● Action item:
Both the line below containing "for (i, arg)" and the line containing "use crate::types::Value;", along with every line between them, should be repeated exactly; no other line belongs in the answer.
:: Given information
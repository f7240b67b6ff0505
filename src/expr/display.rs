//! Canonical SQL rendering
//!
//! Every node renders by delegating to its children and inserting its
//! operator or keyword. Group nodes print explicit parentheses; other
//! composite children are defensively parenthesized when they bind
//! looser than their parent on the precedence ladder.

use crate::expr::node::Expression;
use std::fmt;

impl fmt::Display for Expression {
    fn fmt(&self, f: &mut fmt::Formatter<'_>) -> fmt::Result {
        match self {
            Expression::Constant(c) => write!(f, "{}", c.value),
            Expression::Binary(b) => {
                write_operand(f, self, &b.left)?;
                write!(f, " {} ", b.op.symbol())?;
                write_operand(f, self, &b.right)
            }
            Expression::Unary(u) => {
                write!(f, "{}", u.op.symbol())?;
                if matches!(u.op, crate::operators::UnaryOp::Not) {
                    write!(f, " ")?;
                }
                write_operand(f, self, &u.operand)
            }
            Expression::Cast(c) => write!(f, "CAST({} AS {})", c.value, c.target),
            Expression::Condition(c) => {
                write!(f, "CASE WHEN {} THEN {}", c.test, c.if_true)?;
                if let Some(if_false) = &c.if_false {
                    write!(f, " ELSE {}", if_false)?;
                }
                write!(f, " END")
            }
            Expression::StringMatch(m) => {
                write_operand(f, self, &m.left)?;
                write!(f, " {} ", if m.negated { "NOT LIKE" } else { "LIKE" })?;
                write_operand(f, self, &m.pattern)?;
                if let Some(escape) = &m.escape {
                    write!(f, " ESCAPE {}", escape)?;
                }
                Ok(())
            }
            Expression::Reference(r) => write!(f, "{}", r.name),
            Expression::Variable(v) => write!(f, ":{}", v.name),
            Expression::VariableAssign(a) => write!(f, ":{} := {}", a.name, a.value),
            Expression::ReferenceAssign(a) => write!(f, "{} := {}", a.name, a.value),
            Expression::Function(func) => {
                write!(f, "{}(", func.name)?;
                for (i, arg) in func.args.iter().enumerate() {
                    if i > 0 {
                        write!(f, ", ")?;
                    }
                    if let Some(name) = &arg.name {
                        write!(f, "{} => ", name)?;
                    }
                    write!(f, "{}", arg.value)?;
                }
                write!(f, ")")
            }
            Expression::Parameter(p) => write!(f, "?{}", p.ordinal),
            Expression::Group(g) => write!(f, "({})", g.inner),
            Expression::Quantify(q) => {
                write_operand(f, self, &q.left)?;
                write!(f, " {} {} (", q.op.symbol(), q.quantifier)?;
                write!(f, "{}", q.right)?;
                write!(f, ")")
            }
            Expression::TabularQuery(t) => write!(f, "({})", t.plan.statement),
        }
    }
}

/// Terminal and self-delimiting kinds never need parentheses; composite
/// children take them when they bind looser than the parent.
fn write_operand(
    f: &mut fmt::Formatter<'_>,
    parent: &Expression,
    child: &Expression,
) -> fmt::Result {
    let needs_parens = is_composite(child) && child.precedence() < parent.precedence();
    if needs_parens {
        write!(f, "({})", child)
    } else {
        write!(f, "{}", child)
    }
}

fn is_composite(expr: &Expression) -> bool {
    matches!(
        expr,
        Expression::Binary(_)
            | Expression::Unary(_)
            | Expression::Cast(_)
            | Expression::Condition(_)
            | Expression::StringMatch(_)
            | Expression::Quantify(_)
    )
}

#[cfg(test)]
mod tests {
    use crate::expr::node::Expression;
    use crate::operators::BinaryOp;
    use crate::types::Value;

    fn int(i: i64) -> Expression {
        Expression::constant(Value::integer(i))
    }

    #[test]
    fn test_precedence_parenthesization() {
        // (1 + 2) * 3 keeps its defensive parentheses
        let sum = Expression::binary(BinaryOp::Add, int(1), int(2));
        let product = Expression::binary(BinaryOp::Multiply, sum, int(3));
        assert_eq!(product.to_string(), "(1 + 2) * 3");

        // 1 + 2 * 3 needs none
        let product = Expression::binary(BinaryOp::Multiply, int(2), int(3));
        let sum = Expression::binary(BinaryOp::Add, int(1), product);
        assert_eq!(sum.to_string(), "1 + 2 * 3");
    }

    #[test]
    fn test_group_renders_parentheses() {
        let grouped = Expression::group(int(1));
        assert_eq!(grouped.to_string(), "(1)");
    }
}
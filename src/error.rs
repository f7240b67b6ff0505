//! Error types for the expression engine

use thiserror::Error;

pub type Result<T> = std::result::Result<T, Error>;

#[derive(Error, Debug, Clone, PartialEq)]
pub enum Error {
    // Type errors
    #[error("Type mismatch: expected {expected}, found {found}")]
    TypeMismatch { expected: String, found: String },

    #[error("Invalid value: {0}")]
    InvalidValue(String),

    #[error("Values of type {left} and {right} are not comparable")]
    NotComparable { left: String, right: String },

    #[error("Cannot cast {from} to {to}")]
    InvalidCast { from: String, to: String },

    // Construction errors
    #[error("Operator {0} cannot be used in a quantified comparison")]
    InvalidQuantifierOperator(String),

    // Reduction errors
    #[error("Expression did not reduce to a constant: {0}")]
    NotConstant(String),

    #[error("No resolution context is available")]
    NoContext,

    #[error("No {0} service is configured in the resolution context")]
    ServiceNotConfigured(&'static str),

    #[error("Function not found: {0}")]
    FunctionNotFound(String),

    #[error("Ambiguous function call: {0}")]
    AmbiguousFunction(String),

    #[error("{0} is not a function")]
    NotAFunction(String),

    #[error("Argument mismatch calling {function}: {reason}")]
    ArgumentMismatch { function: String, reason: String },

    #[error("Pattern escape must be exactly one character, found {0:?}")]
    InvalidEscape(String),

    #[error("Condition test must be boolean, found {0}")]
    ConditionNotBoolean(String),

    #[error("Type of parameter ?{0} is unknown outside a binding context")]
    UntypedParameter(usize),

    #[error("Unresolved reference: {0}")]
    UnresolvedReference(String),

    #[error("Unsupported operation: {0}")]
    Unsupported(String),
}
::::
● Exercise result:
                for (i, arg) in func.args.iter().enumerate() {
                    if i > 0 {
                        write!(f, ", ")?;
                    }
                    if let Some(name) = &arg.name {
                        write!(f, "{} => ", name)?;
                    }
                    write!(f, "{}", arg.value)?;
                }
                write!(f, ")")
            }
            Expression::Parameter(p) => write!(f, "?{}", p.ordinal),
            Expression::Group(g) => write!(f, "({})", g.inner),
            Expression::Quantify(q) => {
                write_operand(f, self, &q.left)?;
                write!(f, " {} {} (", q.op.symbol(), q.quantifier)?;
                write!(f, "{}", q.right)?;
                write!(f, ")")
            }
            Expression::TabularQuery(t) => write!(f, "({})", t.plan.statement),
        }
    }
}

/// Terminal and self-delimiting kinds never need parentheses; composite
/// children take them when they bind looser than the parent.
fn write_operand(
    f: &mut fmt::Formatter<'_>,
    parent: &Expression,
    child: &Expression,
) -> fmt::Result {
    let needs_parens = is_composite(child) && child.precedence() < parent.precedence();
    if needs_parens {
        write!(f, "({})", child)
    } else {
        write!(f, "{}", child)
    }
}

fn is_composite(expr: &Expression) -> bool {
    matches!(
        expr,
        Expression::Binary(_)
            | Expression::Unary(_)
            | Expression::Cast(_)
            | Expression::Condition(_)
            | Expression::StringMatch(_)
            | Expression::Quantify(_)
    )
}

#[cfg(test)]
mod tests {
    use crate::expr::node::Expression;
    use crate::operators::BinaryOp;
    use crate::types::Value;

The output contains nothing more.